It should be noted that the correspondence between the 7-bit digital signal code output by the differential input comparing unit 137b and the 8-bit temperature code may be set based on needs, which is not limited to this embodiment, and the circuit connection relationship may be adaptively adjusted when different correspondence is obtained, which is not described herein.
More specifically, in the present embodiment, the multi-bit quantizer 137 is provided as a 3-bit quantizer, and the inverse gain coefficient embedding unit 137d is provided as a two-complement coding unit, converting the 8-bit temperature CODE TH _ CODE <8:1> into a 5-bit two-complement CODE Y2_ TCC <5:1>, the two-complement CODE Y2_ TCC <5:1> corresponding to a quantizer scale normalized between positive and negative values of the inverse gain coefficient. As shown in fig. 6, the two's complement encoding unit includes a BUFFER, an eight-input OR gate OR1, and three four-input OR gates; the BUFFER receives the low level VSS and outputs a first bit signal Y2_ TCC <1> of the two's complement; the input ends of the eight-input OR1 are respectively connected with the eight-bit signal TH _ CODE <8:1> of the temperature CODE and output a second bit signal Y2_ TCC <2> of the binary complement; the input end of the first four-input OR2 is respectively connected with the second bit signal TH _ CODE <2>, the fourth bit signal TH _ CODE <4>, the sixth bit signal TH _ CODE <6> and the eighth bit signal TH _ CODE <8> of the temperature CODE, and outputs the third bit signal Y2_ TCC <3> of the binary complement; the input end of a second four-input OR gate OR3 is respectively connected with a third bit signal TH _ CODE <3>, a fourth bit signal TH _ CODE <4>, a seventh bit signal TH _ CODE <7> and an eighth bit signal TH _ CODE <8> of the temperature CODE, and outputs a fourth bit signal Y2_ TCC <4> of the binary complement; the input end of the third four-input OR4 is connected to the first bit signal TH _ CODE <1>, the second bit signal TH _ CODE <2>, the third bit signal TH _ CODE <3> and the fourth bit signal TH _ CODE <4> of the temperature CODE, and outputs the fifth bit signal Y2_ TCC <5> of the binary complement CODE.
It should be noted that the correspondence between the temperature CODE TH _ CODE <8:1> and the binary complement Y2_ TCC <5:1> may be set based on needs, which is not limited in this embodiment, and the circuit connection relationship may be adaptively adjusted when different correspondences are obtained, which is not described herein.
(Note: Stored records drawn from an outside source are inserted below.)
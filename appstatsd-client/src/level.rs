use std::fmt;

/// Severity tag attached to log lines.
///
/// The level is carried on the wire as its numeric value and is never used to filter messages on the client side.
#[derive(Clone, Copy, Debug, PartialEq, Eq, PartialOrd, Ord, Hash)]
#[repr(u8)]
pub enum LogLevel {
    /// Critical conditions.
    Critical = 1,

    /// Error conditions.
    Error = 2,

    /// Warning conditions.
    Warning = 3,

    /// Normal but significant conditions.
    Notice = 4,

    /// Informational messages.
    Info = 5,

    /// Debug-level messages.
    Debug = 6,
}

impl LogLevel {
    /// Returns the numeric value of the level as written on the wire.
    pub const fn as_u8(self) -> u8 {
        self as u8
    }
}

impl fmt::Display for LogLevel {
    fn fmt(&self, f: &mut fmt::Formatter<'_>) -> fmt::Result {
        write!(f, "{}", self.as_u8())
    }
}

impl TryFrom<u8> for LogLevel {
    type Error = u8;

    fn try_from(value: u8) -> Result<Self, u8> {
        match value {
            1 => Ok(LogLevel::Critical),
            2 => Ok(LogLevel::Error),
            3 => Ok(LogLevel::Warning),
            4 => Ok(LogLevel::Notice),
            5 => Ok(LogLevel::Info),
            6 => Ok(LogLevel::Debug),
            other => Err(other),
        }
    }
}
//! Generate command

use super::parse_param;
use anyhow::Result;
use clap::Args;
use client::{CallbackManager, ClientConfig, Generate, LlmApi, ParamValue, Params, StdoutSink};
use std::sync::Arc;

/// Generate command arguments
#[derive(Debug, Args)]
pub struct GenerateCmd {
    /// The prompt to send
    pub prompt: String,

    /// Print tokens as they arrive
    #[arg(short, long)]
    pub stream: bool,

    /// Model parameter as key=value, repeatable
    #[arg(short, long = "param", value_parser = parse_param)]
    pub params: Vec<(String, ParamValue)>,

    /// Stop sequence, repeatable
    #[arg(long)]
    pub stop: Vec<String>,
}

impl GenerateCmd {
    /// Build the per-call parameters from the command line.
    pub fn params(&self) -> Result<Params> {
        let mut params = Params::new();
        for (key, value) in &self.params {
            params.insert(key, value.clone())?;
        }
        if !self.stop.is_empty() {
            params.insert("stop", self.stop.clone())?;
        }
        Ok(params)
    }

    /// Run the generate command
    pub async fn run(&self, mut config: ClientConfig) -> Result<()> {
        config.streaming |= self.stream;
        let streaming = config.streaming;

        let mut llm = LlmApi::from_config(config)?;
        if streaming {
            llm = llm.with_callbacks(CallbackManager::new().with(Arc::new(StdoutSink)));
        }

        let text = llm.generate(&self.prompt, &self.params()?).await?;
        if streaming {
            println!();
        } else {
            println!("{text}");
        }
        Ok(())
    }
}
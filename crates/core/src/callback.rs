//! Callback sinks driven once per generated fragment.

use std::{
    fmt,
    io::{self, Write},
    sync::Arc,
};

/// A caller-supplied handler for live tokens.
///
/// Invoked synchronously on the task that reads the stream, once per
/// fragment and in arrival order. Implementations must not block for long:
/// the next event is not read until every sink has returned.
pub trait TokenSink: Send + Sync {
    /// Handle a newly generated token.
    fn on_llm_new_token(&self, token: &str, verbose: bool);
}

impl<F> TokenSink for F
where
    F: Fn(&str) + Send + Sync,
{
    fn on_llm_new_token(&self, token: &str, _verbose: bool) {
        self(token)
    }
}

/// Ordered set of sinks.
///
/// The manager only borrows sinks for dispatch; their lifecycle stays with
/// whoever registered them.
#[derive(Clone, Default)]
pub struct CallbackManager {
    sinks: Vec<Arc<dyn TokenSink>>,
}

impl CallbackManager {
    /// Create a manager with no sinks.
    pub fn new() -> Self {
        Self::default()
    }

    /// Register a sink. Sinks are invoked in registration order.
    pub fn add(&mut self, sink: Arc<dyn TokenSink>) {
        self.sinks.push(sink);
    }

    /// Builder-style [`CallbackManager::add`].
    pub fn with(mut self, sink: Arc<dyn TokenSink>) -> Self {
        self.add(sink);
        self
    }

    /// Number of registered sinks.
    pub fn len(&self) -> usize {
        self.sinks.len()
    }

    /// Whether no sink is registered.
    pub fn is_empty(&self) -> bool {
        self.sinks.is_empty()
    }

    /// Dispatch a token to every sink.
    pub fn on_llm_new_token(&self, token: &str, verbose: bool) {
        for sink in &self.sinks {
            sink.on_llm_new_token(token, verbose);
        }
    }
}

impl fmt::Debug for CallbackManager {
    fn fmt(&self, f: &mut fmt::Formatter<'_>) -> fmt::Result {
        f.debug_struct("CallbackManager")
            .field("sinks", &self.sinks.len())
            .finish()
    }
}

/// Prints tokens to stdout as they arrive.
#[derive(Debug, Clone, Copy, Default)]
pub struct StdoutSink;

impl TokenSink for StdoutSink {
    fn on_llm_new_token(&self, token: &str, _verbose: bool) {
        let mut stdout = io::stdout().lock();
        // A closed stdout must not abort generation.
        let _ = stdout.write_all(token.as_bytes());
        let _ = stdout.flush();
    }
}
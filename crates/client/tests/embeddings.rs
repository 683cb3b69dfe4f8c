//! Tests for `ApiEmbeddings` against a mock model server.

use httpmock::{Method::POST, MockServer};
use llmapi_client::{ApiEmbeddings, ClientConfig, Embeddings, Error};
use serde_json::json;

fn embeddings(server: &MockServer) -> ApiEmbeddings {
    ApiEmbeddings::from_config(&ClientConfig::new(server.base_url())).expect("embeddings")
}

#[tokio::test]
async fn embed_query_returns_floats() {
    let server = MockServer::start_async().await;
    let mock = server
        .mock_async(|when, then| {
            when.method(POST)
                .path("/embeddings")
                .json_body(json!({"text": "hello"}));
            then.status(200)
                .header("content-type", "application/json")
                .body("[1.0, 2.5, -3]");
        })
        .await;

    let vector = embeddings(&server).embed_query("hello").await.unwrap();
    mock.assert_async().await;
    assert_eq!(vector, vec![1.0, 2.5, -3.0]);
}

#[tokio::test]
async fn embed_documents_keeps_input_order() {
    let server = MockServer::start_async().await;
    let first = server
        .mock_async(|when, then| {
            when.method(POST)
                .path("/embeddings")
                .json_body(json!({"text": "first"}));
            then.status(200).body("[1.0]");
        })
        .await;
    let second = server
        .mock_async(|when, then| {
            when.method(POST)
                .path("/embeddings")
                .json_body(json!({"text": "second"}));
            then.status(200).body("[2.0]");
        })
        .await;

    let texts = vec!["first".to_owned(), "second".to_owned()];
    let vectors = embeddings(&server).embed_documents(&texts).await.unwrap();
    first.assert_async().await;
    second.assert_async().await;
    assert_eq!(vectors, vec![vec![1.0], vec![2.0]]);
}

#[tokio::test]
async fn embed_documents_of_nothing_sends_nothing() {
    let server = MockServer::start_async().await;
    let mock = server
        .mock_async(|when, then| {
            when.method(POST).path("/embeddings");
            then.status(200).body("[0.0]");
        })
        .await;

    let vectors = embeddings(&server).embed_documents(&[]).await.unwrap();
    assert!(vectors.is_empty());
    mock.assert_hits_async(0).await;
}

#[tokio::test]
async fn non_2xx_is_an_api_error() {
    let server = MockServer::start_async().await;
    server
        .mock_async(|when, then| {
            when.method(POST).path("/embeddings");
            then.status(500).body("boom");
        })
        .await;

    let err = embeddings(&server).embed_query("hello").await.unwrap_err();
    assert!(matches!(err, Error::Api { status: 500, ref body } if body == "boom"));
}

#[tokio::test]
async fn non_numeric_body_is_a_decode_error() {
    let server = MockServer::start_async().await;
    server
        .mock_async(|when, then| {
            when.method(POST).path("/embeddings");
            then.status(200).body(r#"{"embedding": [1.0]}"#);
        })
        .await;

    let err = embeddings(&server).embed_query("hello").await.unwrap_err();
    assert!(matches!(err, Error::Decode(_)));
}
Further, the inverse gain coefficient embedding unit 137d may adopt one of, but not limited to, a two-complement coding unit, a gray coding unit, a sign-amplitude coding unit, an offset binary coding unit, and a complement coding unit, which are not described herein in detail.
The following table shows an example of the output signals of the units in the multi-bit quantizer 137:
| QP(7b) | QN(7b) | TH-CODE(8b) | ND(-14to14) | Y2_TCC(5b) |
| 1111111 | 0000000 | 10000000 | 14 | 01110 |
| 1111110 | 1000000 | 01000000 | 10 | 01010 |
| 1111100 | 1100000 | 00100000 | 6 | 00110 |
| 1111000 | 1110000 | 00010000 | 2 | 00010 |
| 1110000 | 1111000 | 00001000 | -2 | 11110 |
| 1100000 | 1111100 | 00000100 | -6 | 11010 |
| 1000000 | 1111110 | 00000010 | -10 | 10110 |
| 0000000 | 1111111 | 00000001 | -14 | 10010 |
the output signal of the fourth integrator 136 is first converted into a temperature code, and the temperature code is then encoded into a binary complement corresponding to the normalized level of the multi-bit quantizer 137, so as to embed the inverse gain coefficient.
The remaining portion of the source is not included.